Stored data
┄┄┄┄┄┄┄┄┄┄┄┄┄┄┄┄┄┄┄┄

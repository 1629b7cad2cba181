//! The static board: a 20-cell ring and its rent rules.
//!
//! The layout is fixed: 8 streets (4 color groups of 2), 2 railroads,
//! 1 utility, 1 tax cell, 2 chance, 2 community chest, and the four
//! corners (Go, Jail, Free Parking, Go to Jail).

use std::sync::OnceLock;

use serde::{Deserialize, Serialize};

/// Number of cells on the ring.
pub const BOARD_SIZE: u8 = 20;

/// Index of the Go cell.
pub const GO_INDEX: u8 = 0;

/// Index of the Jail cell.
pub const JAIL_INDEX: u8 = 9;

/// Railroad rent by number of railroads the owner holds (1..=4).
const RAILROAD_RENTS: [i64; 4] = [25, 50, 100, 200];

/// What kind of cell this is. Only streets, railroads, and utilities
/// can be owned.
#[derive(Debug, Clone, Copy, PartialEq, Eq, Serialize, Deserialize)]
#[serde(rename_all = "snake_case")]
pub enum CellKind {
    Go,
    Street,
    Railroad,
    Utility,
    Tax,
    Chance,
    CommunityChest,
    Jail,
    FreeParking,
    GoToJail,
}

impl CellKind {
    /// Returns `true` if a player can purchase cells of this kind.
    pub fn is_purchasable(&self) -> bool {
        matches!(self, Self::Street | Self::Railroad | Self::Utility)
    }
}

/// Street color groups.
#[derive(Debug, Clone, Copy, PartialEq, Eq, Serialize, Deserialize)]
#[serde(rename_all = "snake_case")]
pub enum ColorGroup {
    Brown,
    LightBlue,
    Pink,
    Orange,
}

/// One cell on the board. Immutable; cells appear in snapshots (the
/// landed cell, the pending purchase) so they carry their display data.
#[derive(Debug, Clone, PartialEq, Serialize, Deserialize)]
pub struct Cell {
    pub index: u8,
    pub kind: CellKind,
    pub name: String,
    #[serde(default, skip_serializing_if = "Option::is_none")]
    pub color: Option<ColorGroup>,
    #[serde(default, skip_serializing_if = "Option::is_none")]
    pub price: Option<i64>,
    #[serde(default, skip_serializing_if = "Option::is_none")]
    pub rent: Option<i64>,
    #[serde(default, skip_serializing_if = "Option::is_none")]
    pub amount: Option<i64>,
}

fn plain(index: u8, kind: CellKind, name: &str) -> Cell {
    Cell {
        index,
        kind,
        name: name.to_string(),
        color: None,
        price: None,
        rent: None,
        amount: None,
    }
}

fn street(index: u8, name: &str, color: ColorGroup, price: i64, rent: i64) -> Cell {
    Cell {
        color: Some(color),
        price: Some(price),
        rent: Some(rent),
        ..plain(index, CellKind::Street, name)
    }
}

fn priced(index: u8, kind: CellKind, name: &str, price: i64, rent: i64) -> Cell {
    Cell {
        price: Some(price),
        rent: Some(rent),
        ..plain(index, kind, name)
    }
}

fn tax(index: u8, name: &str, amount: i64) -> Cell {
    Cell {
        amount: Some(amount),
        ..plain(index, CellKind::Tax, name)
    }
}

/// Returns the full board, index 0 (Go) through 19.
pub fn board() -> &'static [Cell] {
    static BOARD: OnceLock<Vec<Cell>> = OnceLock::new();
    BOARD.get_or_init(|| {
        use CellKind::*;
        use ColorGroup::*;
        vec![
            plain(0, Go, "Go"),
            street(1, "Mediterranean Ave", Brown, 60, 6),
            plain(2, CommunityChest, "Community Chest"),
            street(3, "Baltic Ave", Brown, 60, 6),
            tax(4, "Income Tax", 200),
            priced(5, Railroad, "Reading Railroad", 200, 25),
            street(6, "Oriental Ave", LightBlue, 100, 10),
            plain(7, Chance, "Chance"),
            street(8, "Vermont Ave", LightBlue, 100, 10),
            plain(9, Jail, "Jail"),
            street(10, "St. Charles Place", Pink, 140, 14),
            priced(11, Utility, "Electric Company", 150, 0),
            street(12, "States Ave", Pink, 140, 14),
            priced(13, Railroad, "Pennsylvania Railroad", 200, 25),
            plain(14, Chance, "Chance"),
            street(15, "Tennessee Ave", Orange, 180, 18),
            plain(16, CommunityChest, "Community Chest"),
            street(17, "New York Ave", Orange, 200, 20),
            plain(18, FreeParking, "Free Parking"),
            plain(19, GoToJail, "Go to Jail"),
        ]
    })
}

/// Returns the cell at `index`, wrapping modulo the board size.
pub fn cell_at(index: u8) -> &'static Cell {
    &board()[(index % BOARD_SIZE) as usize]
}

/// Rent owed when landing on an owned `cell`.
///
/// Streets have a fixed per-cell rent in this ruleset. Railroads scale
/// with how many railroads the owner holds. Utility rent depends on the
/// dice at resolution time, so this returns 0 for utilities and the
/// caller computes it from the roll.
pub fn rent_for(cell: &Cell, owned_in_group: usize) -> i64 {
    match cell.kind {
        CellKind::Street => cell
            .rent
            .unwrap_or_else(|| cell.price.unwrap_or(0) / 10),
        CellKind::Railroad => RAILROAD_RENTS[owned_in_group.saturating_sub(1).min(3)],
        _ => 0,
    }
}

/// Utility rent for a resolved roll: 4x the dice sum, or 10x when the
/// owner holds every utility on the board.
pub fn utility_rent(dice_sum: i64, owner_utilities: usize) -> i64 {
    if owner_utilities >= 2 {
        dice_sum * 10
    } else {
        dice_sum * 4
    }
}

#[cfg(test)]
mod tests {
    use super::*;

    #[test]
    fn test_board_has_twenty_cells() {
        assert_eq!(board().len(), BOARD_SIZE as usize);
        for (i, cell) in board().iter().enumerate() {
            assert_eq!(cell.index as usize, i);
        }
    }

    #[test]
    fn test_board_has_exactly_one_of_each_corner() {
        let count = |kind: CellKind| board().iter().filter(|c| c.kind == kind).count();
        assert_eq!(count(CellKind::Go), 1);
        assert_eq!(count(CellKind::Jail), 1);
        assert_eq!(count(CellKind::FreeParking), 1);
        assert_eq!(count(CellKind::GoToJail), 1);
        assert_eq!(board()[GO_INDEX as usize].kind, CellKind::Go);
        assert_eq!(board()[JAIL_INDEX as usize].kind, CellKind::Jail);
    }

    #[test]
    fn test_only_streets_railroads_utilities_are_purchasable() {
        for cell in board() {
            if cell.kind.is_purchasable() {
                assert!(cell.price.is_some(), "{} has no price", cell.name);
            } else {
                assert!(cell.price.is_none(), "{} should not be priced", cell.name);
            }
        }
    }

    #[test]
    fn test_cell_at_wraps_modulo_board_size() {
        assert_eq!(cell_at(0).kind, CellKind::Go);
        assert_eq!(cell_at(BOARD_SIZE).kind, CellKind::Go);
        assert_eq!(cell_at(27).index, 7);
    }

    #[test]
    fn test_street_rent_is_fixed() {
        let st_charles = cell_at(10);
        assert_eq!(rent_for(st_charles, 1), 14);
        assert_eq!(rent_for(st_charles, 3), 14);
    }

    #[test]
    fn test_railroad_rent_scales_with_count() {
        let railroad = cell_at(5);
        assert_eq!(rent_for(railroad, 1), 25);
        assert_eq!(rent_for(railroad, 2), 50);
        assert_eq!(rent_for(railroad, 3), 100);
        assert_eq!(rent_for(railroad, 4), 200);
        // Out-of-range counts clamp rather than panic.
        assert_eq!(rent_for(railroad, 0), 25);
        assert_eq!(rent_for(railroad, 9), 200);
    }

    #[test]
    fn test_utility_rent_is_zero_sentinel() {
        let utility = cell_at(11);
        assert_eq!(rent_for(utility, 1), 0);
        assert_eq!(rent_for(utility, 2), 0);
    }

    #[test]
    fn test_utility_rent_multiplies_dice_sum() {
        assert_eq!(utility_rent(7, 1), 28);
        assert_eq!(utility_rent(2, 1), 8);
        // Full-set owner collects tenfold.
        assert_eq!(utility_rent(7, 2), 70);
        assert_eq!(utility_rent(12, 2), 120);
    }
}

┄┄┄┄┄┄┄┄┄┄┄┄┄┄┄┄┄┄┄┄

EXERCISE
Every entry must be set down exactly, with nothing left out.

SOLUTION FOR THIS EXERCISE
repository 1629b7cad2cba181
//! The static board: a 20-cell ring and its rent rules.
//!
//! The layout is fixed: 8 streets (4 color groups of 2), 2 railroads,
//! 1 utility, 1 tax cell, 2 chance, 2 community chest, and the four
//! corners (Go, Jail, Free Parking, Go to Jail).

use std::sync::OnceLock;

use serde::{Deserialize, Serialize};

/// Number of cells on the ring.
pub const BOARD_SIZE: u8 = 20;

/// Index of the Go cell.
pub const GO_INDEX: u8 = 0;

/// Index of the Jail cell.
pub const JAIL_INDEX: u8 = 9;

/// Railroad rent by number of railroads the owner holds (1..=4).
const RAILROAD_RENTS: [i64; 4] = [25, 50, 100, 200];

/// What kind of cell this is. Only streets, railroads, and utilities
/// can be owned.
#[derive(Debug, Clone, Copy, PartialEq, Eq, Serialize, Deserialize)]
#[serde(rename_all = "snake_case")]
pub enum CellKind {
    Go,
    Street,
    Railroad,
    Utility,
    Tax,
    Chance,
    CommunityChest,
    Jail,
    FreeParking,
    GoToJail,
}

impl CellKind {
    /// Returns `true` if a player can purchase cells of this kind.
    pub fn is_purchasable(&self) -> bool {
        matches!(self, Self::Street | Self::Railroad | Self::Utility)
    }
}

/// Street color groups.
#[derive(Debug, Clone, Copy, PartialEq, Eq, Serialize, Deserialize)]
#[serde(rename_all = "snake_case")]
pub enum ColorGroup {
    Brown,
    LightBlue,
    Pink,
    Orange,
}

/// One cell on the board. Immutable; cells appear in snapshots (the
/// landed cell, the pending purchase) so they carry their display data.
#[derive(Debug, Clone, PartialEq, Serialize, Deserialize)]
pub struct Cell {
    pub index: u8,
    pub kind: CellKind,
    pub name: String,
    #[serde(default, skip_serializing_if = "Option::is_none")]
    pub color: Option<ColorGroup>,
    #[serde(default, skip_serializing_if = "Option::is_none")]
    pub price: Option<i64>,
    #[serde(default, skip_serializing_if = "Option::is_none")]
    pub rent: Option<i64>,
    #[serde(default, skip_serializing_if = "Option::is_none")]
    pub amount: Option<i64>,
}

fn plain(index: u8, kind: CellKind, name: &str) -> Cell {
    Cell {
        index,
        kind,
        name: name.to_string(),
        color: None,
        price: None,
        rent: None,
        amount: None,
    }
}

fn street(index: u8, name: &str, color: ColorGroup, price: i64, rent: i64) -> Cell {
    Cell {
        color: Some(color),
        price: Some(price),
        rent: Some(rent),
        ..plain(index, CellKind::Street, name)
    }
}

fn priced(index: u8, kind: CellKind, name: &str, price: i64, rent: i64) -> Cell {
    Cell {
        price: Some(price),
        rent: Some(rent),
        ..plain(index, kind, name)
    }
}

fn tax(index: u8, name: &str, amount: i64) -> Cell {
    Cell {
        amount: Some(amount),
        ..plain(index, CellKind::Tax, name)
    }
}

/// Returns the full board, index 0 (Go) through 19.
pub fn board() -> &'static [Cell] {
    static BOARD: OnceLock<Vec<Cell>> = OnceLock::new();
    BOARD.get_or_init(|| {
        use CellKind::*;
        use ColorGroup::*;
        vec![
            plain(0, Go, "Go"),
            street(1, "Mediterranean Ave", Brown, 60, 6),
            plain(2, CommunityChest, "Community Chest"),
            street(3, "Baltic Ave", Brown, 60, 6),
            tax(4, "Income Tax", 200),
            priced(5, Railroad, "Reading Railroad", 200, 25),
            street(6, "Oriental Ave", LightBlue, 100, 10),
            plain(7, Chance, "Chance"),
            street(8, "Vermont Ave", LightBlue, 100, 10),
            plain(9, Jail, "Jail"),
            street(10, "St. Charles Place", Pink, 140, 14),
            priced(11, Utility, "Electric Company", 150, 0),
            street(12, "States Ave", Pink, 140, 14),
            priced(13, Railroad, "Pennsylvania Railroad", 200, 25),
            plain(14, Chance, "Chance"),
            street(15, "Tennessee Ave", Orange, 180, 18),
            plain(16, CommunityChest, "Community Chest"),
            street(17, "New York Ave", Orange, 200, 20),
            plain(18, FreeParking, "Free Parking"),
            plain(19, GoToJail, "Go to Jail"),
        ]
    })
}

/// Returns the cell at `index`, wrapping modulo the board size.
pub fn cell_at(index: u8) -> &'static Cell {
    &board()[(index % BOARD_SIZE) as usize]
}

/// Rent owed when landing on an owned `cell`.
///
/// Streets have a fixed per-cell rent in this ruleset. Railroads scale
/// with how many railroads the owner holds. Utility rent depends on the
/// dice at resolution time, so this returns 0 for utilities and the
/// caller computes it from the roll.
pub fn rent_for(cell: &Cell, owned_in_group: usize) -> i64 {
    match cell.kind {
        CellKind::Street => cell
            .rent
            .unwrap_or_else(|| cell.price.unwrap_or(0) / 10),
        CellKind::Railroad => RAILROAD_RENTS[owned_in_group.saturating_sub(1).min(3)],
        _ => 0,
    }
}

/// Utility rent for a resolved roll: 4x the dice sum, or 10x when the
/// owner holds every utility on the board.
pub fn utility_rent(dice_sum: i64, owner_utilities: usize) -> i64 {
    if owner_utilities >= 2 {
        dice_sum * 10
    } else {
        dice_sum * 4
    }
}

#[cfg(test)]
mod tests {
    use super::*;

    #[test]
    fn test_board_has_twenty_cells() {
        assert_eq!(board().len(), BOARD_SIZE as usize);
        for (i, cell) in board().iter().enumerate() {
            assert_eq!(cell.index as usize, i);
        }
    }

    #[test]
    fn test_board_has_exactly_one_of_each_corner() {
        let count = |kind: CellKind| board().iter().filter(|c| c.kind == kind).count();
        assert_eq!(count(CellKind::Go), 1);
        assert_eq!(count(CellKind::Jail), 1);
        assert_eq!(count(CellKind::FreeParking), 1);
        assert_eq!(count(CellKind::GoToJail), 1);
        assert_eq!(board()[GO_INDEX as usize].kind, CellKind::Go);
        assert_eq!(board()[JAIL_INDEX as usize].kind, CellKind::Jail);
    }

    #[test]
    fn test_only_streets_railroads_utilities_are_purchasable() {
        for cell in board() {
            if cell.kind.is_purchasable() {
                assert!(cell.price.is_some(), "{} has no price", cell.name);
            } else {
                assert!(cell.price.is_none(), "{} should not be priced", cell.name);
            }
        }
    }

    #[test]
    fn test_cell_at_wraps_modulo_board_size() {
        assert_eq!(cell_at(0).kind, CellKind::Go);
        assert_eq!(cell_at(BOARD_SIZE).kind, CellKind::Go);
        assert_eq!(cell_at(27).index, 7);
    }

    #[test]
    fn test_street_rent_is_fixed() {
        let st_charles = cell_at(10);
        assert_eq!(rent_for(st_charles, 1), 14);
        assert_eq!(rent_for(st_charles, 3), 14);
    }

    #[test]
    fn test_railroad_rent_scales_with_count() {
        let railroad = cell_at(5);
        assert_eq!(rent_for(railroad, 1), 25);
        assert_eq!(rent_for(railroad, 2), 50);
        assert_eq!(rent_for(railroad, 3), 100);
        assert_eq!(rent_for(railroad, 4), 200);
        // Out-of-range counts clamp rather than panic.
        assert_eq!(rent_for(railroad, 0), 25);
        assert_eq!(rent_for(railroad, 9), 200);
    }

    #[test]
    fn test_utility_rent_is_zero_sentinel() {
        let utility = cell_at(11);
        assert_eq!(rent_for(utility, 1), 0);
        assert_eq!(rent_for(utility, 2), 0);
    }

    #[test]
    fn test_utility_rent_multiplies_dice_sum() {
        assert_eq!(utility_rent(7, 1), 28);
        assert_eq!(utility_rent(2, 1), 8);
        // Full-set owner collects tenfold.
        assert_eq!(utility_rent(7, 2), 70);
        assert_eq!(utility_rent(12, 2), 120);
    }
}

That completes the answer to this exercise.